If there were quiz questions about the subtitles of books, this – ‘An Experiment in Literary Investigation’ – might be among the trickier ones, offering as it does no hint of the book’s subject matter. But a taster of what is to follow, and of the reason behind the subtitle, comes at once in the book’s preface.

In 1949 – it begins – the author and some friends came across a noteworthy news item in the Soviet scientific magazine Nature. It reported that in the course of excavations on the Kolyma River in Siberia, prehistoric fauna tens of thousands of years old had been discovered in a frozen stream. These fish, or salamander, the report continued, were preserved in so fresh a state that, in the words of the Nature correspondent (but with the author’s italics) ‘those present immediately broke open the ice encasing the specimens and devoured them with relish on the spot’.

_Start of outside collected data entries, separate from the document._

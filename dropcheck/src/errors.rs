use std::io;
use std::path::Path;

use thiserror::Error;

use crate::utils::path_must_str;

pub type Result<T> = std::result::Result<T, Error>;

#[derive(Error, Debug)]
pub enum Error {
    #[error("required binary `{0}` not available to context")]
    MissingBin(String),
    #[error("missing required env var: {0}")]
    MissingEnv(String),

    #[error("{0}")]
    IO(io::Error),

    #[error("command failed with status {0}: {1}")]
    CommandError(i32, String),

    #[error("no adb device connected")]
    NoAdbDevice,

    #[error("generic error: {0}")]
    Generic(String),

    #[error("invalid config {0}: {1}")]
    InvalidConfig(String, String),

    #[error("file {0} doesn't exist")]
    MissingFile(String),
}

impl Error {
    pub fn new_cfg<S: ToString + ?Sized>(path: &Path, s: &S) -> Self {
        let as_str = path_must_str(path);
        Self::InvalidConfig(as_str.into(), s.to_string())
    }
}

impl From<io::Error> for Error {
    fn from(err: io::Error) -> Self {
        Self::IO(err)
    }
}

What was the significance of this incident? The readers of Nature might have struggled to understand why anyone would fall on precious prehistoric fish and gobble them up, but the author and his friends understood instantly:

We understood because we ourselves were the same kind of people as those present at the event. We, too, were from that powerful tribe of zeks, unique on the face of the earth, the only
people who could devour prehistoric salamander with relish.

The author is our guide not just to the tribe of zeks but to their country, too:

And the Kolyma was the greatest and most famous island, the pole of ferocity of that amazing country of Gulag which, though scattered in an Archipelago geographically, was, in the psychological sense, fused into a continent – an almost invisible, almost imperceptible country inhabited by the zek people . . .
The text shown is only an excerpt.